Asheville, North Carolina, has long been touted as a city with a homely feel on the Blue Ridge Mountains which embodies its motto of ‘quality of service, quality of life.’

However, locals in the city of 95,000 residents have claimed that quality of life has turned dour as the city struggles to deal with rampant homelessness.

This has caused encampments and panhandling to become much more common around town.

‘Homelessness, drug abuse and related crimes have increased relentlessly under the watch of local homelessness experts and a governing body that is dominated by liberal Democrats and those with an even more extreme view to the left,’ Carl Mumpower, a lifelong Asheville resident, told Fox News Digital.

‘The single most common phrase uttered by county and surrounding area residents is ‘I don’t go downtown anymore – it’s nasty, crazy and scary,’ Mumpower added.

Mumpower argued that Asheville has struggled to address homelessness since about three decades ago, slamming what he perceived to be a liberal bias among local leadership.

‘That lack of balance – the last conservative on the council was in 2009 – has led to a myopic repeat of errors,’ he told the outlet.

Mumpower said Asheville had a ‘persisting history of pursuing fantasized interventions over more realistic, measurable and trackable solutions.’ 

At least 824 people experienced homelessness in Asheville last year, according to city data reported by Blue Ridge Public Radio.

That marked a nine percent uptick from last year, largely due to the continued effects of Hurricane Helene in 2024.
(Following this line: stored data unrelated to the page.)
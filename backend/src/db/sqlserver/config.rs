//! SQL Server connection settings and environment variable handling.

use std::env;

use crate::db::error::{SourceError, SourceResult};

/// Authentication method to use when connecting to SQL Server.
#[derive(Debug, Clone)]
pub enum DbAuthMethod {
    /// Traditional SQL Server username/password authentication.
    SqlPassword,
    /// Azure AD access token provided via env var.
    AadToken(String),
}

/// Database configuration loaded from environment variables.
#[derive(Debug, Clone)]
pub struct DbConfig {
    /// SQL Server hostname
    pub server: String,
    /// Database name
    pub database: String,
    pub username: String,
    pub password: String,
    /// SQL Server port (default: 1433)
    pub port: u16,
    /// Whether to trust the server certificate
    pub trust_cert: bool,
    pub auth_method: DbAuthMethod,
    /// Maximum pooled connections
    pub max_connections: u32,
}

impl DbConfig {
    /// Create a new database configuration from environment variables.
    ///
    /// # Environment Variables
    /// - `DB_SERVER` (required): SQL Server hostname
    /// - `DB_DATABASE` (required): Database name
    /// - `DB_USERNAME` / `DB_PASSWORD` (required for `sql_password`)
    /// - `DB_PORT` (optional, default: 1433)
    /// - `DB_TRUST_CERT` (optional, default: true)
    /// - `DB_AUTH_METHOD` (optional): `sql_password` | `aad_token`
    /// - `AZURE_ACCESS_TOKEN` (required if `DB_AUTH_METHOD=aad_token`)
    /// - `DB_MAX_CONNECTIONS` (optional, default: 4)
    pub fn from_env() -> SourceResult<Self> {
        let required = |key: &str| {
            env::var(key).map_err(|_| {
                SourceError::configuration(format!("{} environment variable not set", key))
            })
        };

        let server = required("DB_SERVER")?;
        let database = required("DB_DATABASE")?;
        let port = env::var("DB_PORT")
            .unwrap_or_else(|_| "1433".to_string())
            .parse()
            .map_err(|_| SourceError::configuration("DB_PORT must be a valid port number"))?;
        let trust_cert = env::var("DB_TRUST_CERT")
            .unwrap_or_else(|_| "true".to_string())
            .parse()
            .unwrap_or(true);
        let max_connections = env::var("DB_MAX_CONNECTIONS")
            .ok()
            .and_then(|v| v.parse().ok())
            .unwrap_or(4);

        let auth_method_env = env::var("DB_AUTH_METHOD").unwrap_or_default();
        let (auth_method, username, password) = match auth_method_env.to_lowercase().as_str() {
            "aad_token" | "access_token" => {
                let token = required("AZURE_ACCESS_TOKEN")?;
                (DbAuthMethod::AadToken(token), String::new(), String::new())
            }
            "sql" | "sql_password" | "" => (
                DbAuthMethod::SqlPassword,
                required("DB_USERNAME")?,
                required("DB_PASSWORD")?,
            ),
            other => {
                return Err(SourceError::configuration(format!(
                    "Unsupported DB_AUTH_METHOD '{}'. Use sql_password or aad_token.",
                    other
                )))
            }
        };

        Ok(Self {
            server,
            database,
            username,
            password,
            port,
            trust_cert,
            auth_method,
            max_connections,
        })
    }
}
That marked a slight uptick from 739 in 2024, largely due to the effects of Hurricane Helene that September.

‘Asheville began its efforts to address homelessness at least three decades ago,’ he explained. ‘This effort accelerated in the early part of this century with the first ‘Ten Year Plan to End Homelessness.’

Mumpower, who who was a City Council member from 2001 until 2009, called that plan was ‘ill–advised.’ Mumpower told Fox News Digital.

‘At the time, I suggested to the council that any plan that removed personal accountability from the helping equation was doomed to fail,’ he said.

The disgruntled local said ‘that plan and subsequent plans have failed with equal enthusiasm.’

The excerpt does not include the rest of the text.